─── Provided material ───

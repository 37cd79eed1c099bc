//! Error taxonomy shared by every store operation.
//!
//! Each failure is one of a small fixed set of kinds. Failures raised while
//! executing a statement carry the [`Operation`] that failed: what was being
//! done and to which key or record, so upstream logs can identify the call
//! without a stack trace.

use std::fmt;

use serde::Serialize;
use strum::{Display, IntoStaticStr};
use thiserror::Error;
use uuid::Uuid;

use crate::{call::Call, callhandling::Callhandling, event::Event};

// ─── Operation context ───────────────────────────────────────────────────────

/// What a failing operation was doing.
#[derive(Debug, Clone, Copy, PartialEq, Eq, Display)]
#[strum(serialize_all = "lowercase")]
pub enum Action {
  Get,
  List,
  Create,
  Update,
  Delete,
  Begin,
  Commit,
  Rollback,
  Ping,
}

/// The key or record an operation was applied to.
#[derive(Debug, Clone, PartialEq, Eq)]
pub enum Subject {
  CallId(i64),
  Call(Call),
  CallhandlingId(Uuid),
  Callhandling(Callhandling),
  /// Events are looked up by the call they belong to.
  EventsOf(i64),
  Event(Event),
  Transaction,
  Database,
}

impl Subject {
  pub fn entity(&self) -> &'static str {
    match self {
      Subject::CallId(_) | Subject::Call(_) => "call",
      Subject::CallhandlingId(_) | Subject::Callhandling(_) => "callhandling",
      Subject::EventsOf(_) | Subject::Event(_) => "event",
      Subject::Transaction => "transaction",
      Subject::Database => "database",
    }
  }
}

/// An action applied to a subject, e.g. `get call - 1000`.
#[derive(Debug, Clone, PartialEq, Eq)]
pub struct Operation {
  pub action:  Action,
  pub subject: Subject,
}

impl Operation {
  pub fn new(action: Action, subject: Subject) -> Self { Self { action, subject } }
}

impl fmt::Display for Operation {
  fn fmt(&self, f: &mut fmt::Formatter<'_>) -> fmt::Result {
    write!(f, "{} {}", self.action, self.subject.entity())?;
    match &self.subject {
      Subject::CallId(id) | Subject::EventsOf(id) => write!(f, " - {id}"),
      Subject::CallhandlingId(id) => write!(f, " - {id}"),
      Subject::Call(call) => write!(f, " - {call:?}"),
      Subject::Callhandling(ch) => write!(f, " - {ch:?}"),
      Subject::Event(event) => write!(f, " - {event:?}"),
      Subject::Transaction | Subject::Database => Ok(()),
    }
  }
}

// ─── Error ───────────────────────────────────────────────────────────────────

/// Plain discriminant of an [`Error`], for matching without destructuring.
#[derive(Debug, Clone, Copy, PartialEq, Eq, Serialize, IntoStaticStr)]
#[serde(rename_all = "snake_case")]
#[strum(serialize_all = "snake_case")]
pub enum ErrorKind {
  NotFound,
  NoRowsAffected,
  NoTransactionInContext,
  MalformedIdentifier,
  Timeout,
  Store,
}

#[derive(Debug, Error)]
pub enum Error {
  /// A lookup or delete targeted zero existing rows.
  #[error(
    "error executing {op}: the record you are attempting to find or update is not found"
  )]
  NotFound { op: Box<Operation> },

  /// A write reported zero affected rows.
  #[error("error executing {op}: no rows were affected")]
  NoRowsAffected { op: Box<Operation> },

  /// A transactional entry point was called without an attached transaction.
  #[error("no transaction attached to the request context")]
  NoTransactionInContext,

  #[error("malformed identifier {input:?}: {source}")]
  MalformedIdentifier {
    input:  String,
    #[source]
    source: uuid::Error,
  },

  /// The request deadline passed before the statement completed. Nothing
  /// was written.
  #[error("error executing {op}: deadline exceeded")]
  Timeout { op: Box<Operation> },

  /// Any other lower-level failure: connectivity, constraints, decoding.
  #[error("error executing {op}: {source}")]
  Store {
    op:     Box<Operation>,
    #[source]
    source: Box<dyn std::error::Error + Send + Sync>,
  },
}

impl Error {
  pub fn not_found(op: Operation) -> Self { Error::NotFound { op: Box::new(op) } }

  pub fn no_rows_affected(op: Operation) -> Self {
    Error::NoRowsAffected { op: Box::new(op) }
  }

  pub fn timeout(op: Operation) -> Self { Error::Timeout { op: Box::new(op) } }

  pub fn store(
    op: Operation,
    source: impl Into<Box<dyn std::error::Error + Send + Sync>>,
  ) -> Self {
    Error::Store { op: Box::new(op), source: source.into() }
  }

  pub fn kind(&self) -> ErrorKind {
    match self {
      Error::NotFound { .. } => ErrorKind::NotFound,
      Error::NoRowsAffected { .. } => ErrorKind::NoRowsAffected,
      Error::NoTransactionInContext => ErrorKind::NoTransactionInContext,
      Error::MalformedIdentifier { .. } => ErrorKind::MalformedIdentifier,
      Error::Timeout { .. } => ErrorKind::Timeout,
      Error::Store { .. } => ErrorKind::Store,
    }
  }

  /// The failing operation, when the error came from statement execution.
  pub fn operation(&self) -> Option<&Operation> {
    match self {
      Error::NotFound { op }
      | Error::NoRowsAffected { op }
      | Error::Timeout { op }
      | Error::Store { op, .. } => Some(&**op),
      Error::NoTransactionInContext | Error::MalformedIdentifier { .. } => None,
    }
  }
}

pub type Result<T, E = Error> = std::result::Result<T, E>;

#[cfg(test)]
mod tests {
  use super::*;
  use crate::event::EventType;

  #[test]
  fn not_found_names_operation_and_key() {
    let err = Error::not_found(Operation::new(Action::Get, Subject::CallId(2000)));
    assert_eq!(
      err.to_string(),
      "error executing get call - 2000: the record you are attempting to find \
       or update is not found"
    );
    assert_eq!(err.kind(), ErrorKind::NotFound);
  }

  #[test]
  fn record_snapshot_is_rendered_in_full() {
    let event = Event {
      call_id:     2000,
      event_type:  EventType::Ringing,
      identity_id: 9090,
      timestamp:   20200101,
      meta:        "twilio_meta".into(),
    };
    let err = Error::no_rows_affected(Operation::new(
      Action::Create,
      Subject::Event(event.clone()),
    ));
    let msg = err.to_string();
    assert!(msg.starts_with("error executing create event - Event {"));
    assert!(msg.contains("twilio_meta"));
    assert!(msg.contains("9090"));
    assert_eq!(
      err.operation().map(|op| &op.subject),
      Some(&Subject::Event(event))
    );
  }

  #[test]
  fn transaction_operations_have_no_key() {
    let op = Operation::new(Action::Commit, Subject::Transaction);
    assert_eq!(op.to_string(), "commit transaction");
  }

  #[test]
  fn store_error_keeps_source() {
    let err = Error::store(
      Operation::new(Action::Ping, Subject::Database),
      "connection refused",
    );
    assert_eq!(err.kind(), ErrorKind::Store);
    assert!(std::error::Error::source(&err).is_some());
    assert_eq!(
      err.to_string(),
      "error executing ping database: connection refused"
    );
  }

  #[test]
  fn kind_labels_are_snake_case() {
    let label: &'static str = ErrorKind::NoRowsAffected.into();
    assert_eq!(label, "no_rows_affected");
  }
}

───
─── Provided material ───

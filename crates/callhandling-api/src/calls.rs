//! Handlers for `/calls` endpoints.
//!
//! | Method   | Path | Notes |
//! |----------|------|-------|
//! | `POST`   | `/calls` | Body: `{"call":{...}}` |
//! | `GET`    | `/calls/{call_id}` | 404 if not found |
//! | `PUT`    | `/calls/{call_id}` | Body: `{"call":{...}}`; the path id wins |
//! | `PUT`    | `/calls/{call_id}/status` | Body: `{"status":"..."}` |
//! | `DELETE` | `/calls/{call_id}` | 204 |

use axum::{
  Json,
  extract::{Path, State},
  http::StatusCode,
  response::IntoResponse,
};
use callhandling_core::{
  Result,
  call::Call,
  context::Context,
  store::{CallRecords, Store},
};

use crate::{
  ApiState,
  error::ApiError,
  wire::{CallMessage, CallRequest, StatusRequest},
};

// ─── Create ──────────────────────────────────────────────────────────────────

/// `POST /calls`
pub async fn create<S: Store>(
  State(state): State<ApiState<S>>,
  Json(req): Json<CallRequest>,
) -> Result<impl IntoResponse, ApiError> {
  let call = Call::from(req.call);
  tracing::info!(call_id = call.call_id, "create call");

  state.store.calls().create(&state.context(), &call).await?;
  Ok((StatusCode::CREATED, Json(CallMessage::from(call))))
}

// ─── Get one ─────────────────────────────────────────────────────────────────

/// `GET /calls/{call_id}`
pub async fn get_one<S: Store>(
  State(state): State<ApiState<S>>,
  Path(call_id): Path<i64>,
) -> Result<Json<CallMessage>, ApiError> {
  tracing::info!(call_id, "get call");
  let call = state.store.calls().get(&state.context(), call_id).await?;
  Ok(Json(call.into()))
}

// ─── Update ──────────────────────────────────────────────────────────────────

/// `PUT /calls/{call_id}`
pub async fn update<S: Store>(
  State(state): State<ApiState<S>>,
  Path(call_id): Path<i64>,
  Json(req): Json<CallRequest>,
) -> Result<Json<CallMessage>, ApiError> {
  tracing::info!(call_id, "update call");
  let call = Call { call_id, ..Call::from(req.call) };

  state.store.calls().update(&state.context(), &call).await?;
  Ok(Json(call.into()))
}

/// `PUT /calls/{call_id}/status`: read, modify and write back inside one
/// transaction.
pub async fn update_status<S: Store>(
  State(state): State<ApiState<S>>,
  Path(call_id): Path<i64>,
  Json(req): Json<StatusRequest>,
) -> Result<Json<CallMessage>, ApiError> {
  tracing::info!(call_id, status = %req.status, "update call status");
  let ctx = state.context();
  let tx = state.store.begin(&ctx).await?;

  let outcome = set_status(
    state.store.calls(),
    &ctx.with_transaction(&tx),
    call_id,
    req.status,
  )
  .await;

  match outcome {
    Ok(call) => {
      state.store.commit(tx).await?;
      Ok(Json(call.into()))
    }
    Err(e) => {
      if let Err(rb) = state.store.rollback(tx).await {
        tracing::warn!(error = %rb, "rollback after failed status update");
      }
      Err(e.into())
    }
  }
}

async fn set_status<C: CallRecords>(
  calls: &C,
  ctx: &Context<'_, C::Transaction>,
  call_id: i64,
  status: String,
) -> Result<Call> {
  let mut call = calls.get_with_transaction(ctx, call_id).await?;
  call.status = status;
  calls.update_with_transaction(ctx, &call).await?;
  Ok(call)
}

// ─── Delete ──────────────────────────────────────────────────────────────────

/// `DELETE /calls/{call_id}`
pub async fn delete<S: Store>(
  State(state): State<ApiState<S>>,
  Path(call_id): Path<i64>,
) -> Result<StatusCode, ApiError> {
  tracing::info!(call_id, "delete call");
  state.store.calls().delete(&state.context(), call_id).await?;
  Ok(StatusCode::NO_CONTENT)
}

───

• Your instructions: Each line above with the word "Debug" needs to be copied.

• Output for this task:
#[derive(Debug, Clone, Copy, PartialEq, Eq, Display)]
#[derive(Debug, Clone, PartialEq, Eq)]
#[derive(Debug, Clone, PartialEq, Eq)]
#[derive(Debug, Clone, Copy, PartialEq, Eq, Serialize, IntoStaticStr)]
#[derive(Debug, Error)]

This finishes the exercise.